The work being done at the Bellevue office focuses on what happens next.

“Our platform is unprecedented,” Govindhasamy said. “We are collecting an average of 50 million square kilometers [of Earth imagery] a day, and publishing more than 20 million square kilometers a day. That’s about one-third of the entire land mass, and our goal is to get the entire land mass every day. That’s a huge amount of data.”

Such imagery can be a precious resource for tracking crop production and other economic activities, monitoring urban development and environmental changes, or responding to disasters.

DAPL imagery
A Planet Dove satellite image shows the area around the Dakota Access Pipeline protest as of Nov. 16. Click on the picture to learn more about the time-lapse satellite imagery. (©2016 Planet Labs, CC-BY-SA 4.0)

But processing and distributing all that imagery requires a robust data platform – and building out that platform requires software engineers who know their way around cloud computing, service-oriented architecture and data analytics.

Those are just the kinds of folks that the Seattle area is known for.

“We’re going to start out with software development here, but I can see the future opportunities for different areas,” Govindhasamy said.

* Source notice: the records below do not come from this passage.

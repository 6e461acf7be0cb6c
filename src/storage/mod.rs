pub mod highscore;

pub use highscore::{
    FileScoreStore, HighScoreReport, MemoryScoreStore, ScoreStore, ScoreStoreError, submit_score,
};
pub mod human;

pub use human::HumanMode;
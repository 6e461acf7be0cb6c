//! In-memory collaborators for engine tests

use std::collections::{HashMap, VecDeque};

use super::{InputSource, Renderer, TextLine, Tint};
use crate::game::{Input, Position};

/// Hands out queued readings, then `Input::None` forever
#[derive(Debug, Default)]
pub struct ScriptedInput {
    queue: VecDeque<Input>,
    pub polls: usize,
}

impl ScriptedInput {
    pub fn push(&mut self, input: impl Into<Input>) {
        self.queue.push_back(input.into());
    }
}

impl InputSource for ScriptedInput {
    fn poll(&mut self) -> Input {
        self.polls += 1;
        self.queue.pop_front().unwrap_or_default()
    }
}

/// Keeps the screen as a cell map and counts calls
#[derive(Debug, Default)]
pub struct RecordingRenderer {
    pub cells: HashMap<Position, Tint>,
    pub text: Vec<TextLine>,
    pub clears: usize,
    pub frames: usize,
}

impl Renderer for RecordingRenderer {
    fn clear(&mut self) {
        self.cells.clear();
        self.text.clear();
        self.clears += 1;
    }

    fn draw_cell(&mut self, position: Position, tint: Tint) {
        self.cells.insert(position, tint);
    }

    fn clear_cell(&mut self, position: Position) {
        self.cells.remove(&position);
    }

    fn draw_text(&mut self, lines: &[TextLine]) {
        self.text.extend_from_slice(lines);
    }

    fn present(&mut self) -> anyhow::Result<()> {
        self.frames += 1;
        Ok(())
    }
}
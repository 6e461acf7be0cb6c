//! High score persistence
//!
//! The score is kept as a single decimal integer in a text file. A missing or
//! empty file means nobody has scored yet.

use std::io;
use std::path::PathBuf;
use thiserror::Error;
use tracing::warn;

#[derive(Debug, Error)]
pub enum ScoreStoreError {
    #[error("failed to access high score file {path:?}")]
    Io {
        path: PathBuf,
        #[source]
        source: io::Error,
    },
    #[error("high score file {path:?} does not hold a score: {contents:?}")]
    Corrupt { path: PathBuf, contents: String },
}

/// Durable storage for the best score
pub trait ScoreStore {
    /// The stored score, or 0 if none has been stored
    fn read_highscore(&mut self) -> Result<u32, ScoreStoreError>;

    fn write_highscore(&mut self, score: u32) -> Result<(), ScoreStoreError>;
}

/// High score kept in a text file
#[derive(Debug, Clone)]
pub struct FileScoreStore {
    path: PathBuf,
}

impl FileScoreStore {
    pub fn new(path: impl Into<PathBuf>) -> Self {
        Self { path: path.into() }
    }

    /// Set the stored score back to 0
    pub fn reset(&mut self) -> Result<(), ScoreStoreError> {
        self.write_highscore(0)
    }

    fn io_error(&self, source: io::Error) -> ScoreStoreError {
        ScoreStoreError::Io {
            path: self.path.clone(),
            source,
        }
    }
}

impl ScoreStore for FileScoreStore {
    fn read_highscore(&mut self) -> Result<u32, ScoreStoreError> {
        let contents = match std::fs::read_to_string(&self.path) {
            Ok(contents) => contents,
            Err(e) if e.kind() == io::ErrorKind::NotFound => return Ok(0),
            Err(e) => return Err(self.io_error(e)),
        };

        let trimmed = contents.trim();
        if trimmed.is_empty() {
            return Ok(0);
        }
        trimmed.parse().map_err(|_| ScoreStoreError::Corrupt {
            path: self.path.clone(),
            contents: trimmed.to_string(),
        })
    }

    fn write_highscore(&mut self, score: u32) -> Result<(), ScoreStoreError> {
        if let Some(parent) = self.path.parent().filter(|p| !p.as_os_str().is_empty()) {
            std::fs::create_dir_all(parent).map_err(|e| self.io_error(e))?;
        }

        // Write beside the target and rename, so a crash never leaves half a number.
        let tmp = self.path.with_extension("tmp");
        std::fs::write(&tmp, score.to_string()).map_err(|e| self.io_error(e))?;
        std::fs::rename(&tmp, &self.path).map_err(|e| self.io_error(e))
    }
}

/// High score held in memory
#[derive(Debug, Clone, Default)]
pub struct MemoryScoreStore {
    value: Option<u32>,
    writes: usize,
}

impl MemoryScoreStore {
    pub fn with_score(score: u32) -> Self {
        Self {
            value: Some(score),
            writes: 0,
        }
    }

    pub fn value(&self) -> Option<u32> {
        self.value
    }

    /// Number of successful writes
    pub fn writes(&self) -> usize {
        self.writes
    }
}

impl ScoreStore for MemoryScoreStore {
    fn read_highscore(&mut self) -> Result<u32, ScoreStoreError> {
        Ok(self.value.unwrap_or(0))
    }

    fn write_highscore(&mut self, score: u32) -> Result<(), ScoreStoreError> {
        self.value = Some(score);
        self.writes += 1;
        Ok(())
    }
}

/// Outcome of submitting a finished game's score
#[derive(Debug, Clone, Copy, PartialEq, Eq)]
pub struct HighScoreReport {
    pub score: u32,
    /// Best score before this game
    pub previous_best: u32,
    pub new_record: bool,
}

/// Compare `score` with the stored best and store it if strictly higher.
///
/// Storage failures never end the session: an unreadable store counts as a
/// best of 0 and a failed write is skipped. Both are logged.
pub fn submit_score<S: ScoreStore + ?Sized>(store: &mut S, score: u32) -> HighScoreReport {
    let previous_best = store.read_highscore().unwrap_or_else(|e| {
        warn!(error = %e, "high score unavailable, treating it as 0");
        0
    });

    let new_record = score > previous_best;
    if new_record {
        if let Err(e) = store.write_highscore(score) {
            warn!(error = %e, score, "failed to save high score");
        }
    }

    HighScoreReport {
        score,
        previous_best,
        new_record,
    }
}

Seattle and its environs already have their share of satellite data operations:

To get the talent they’re looking for, Govindhasamy and his teammates will have to compete with those ventures – plus other Seattle aerospace companies such as Aerojet Rocketdyne, Boeing, Blue OriginTethers Unlimited and Vulcan Aerospace, plus the usual suspects at Amazon and Microsoft.

Govindhasamy can’t wait.

“Like I said, we are happy to join the ecosystem and use the talent pool,” he said. “There are great universities here, great tech companies, great space companies. … We believe this is going to be a unique situation for candidates who’d like to pursue this challenging technology that we are building.”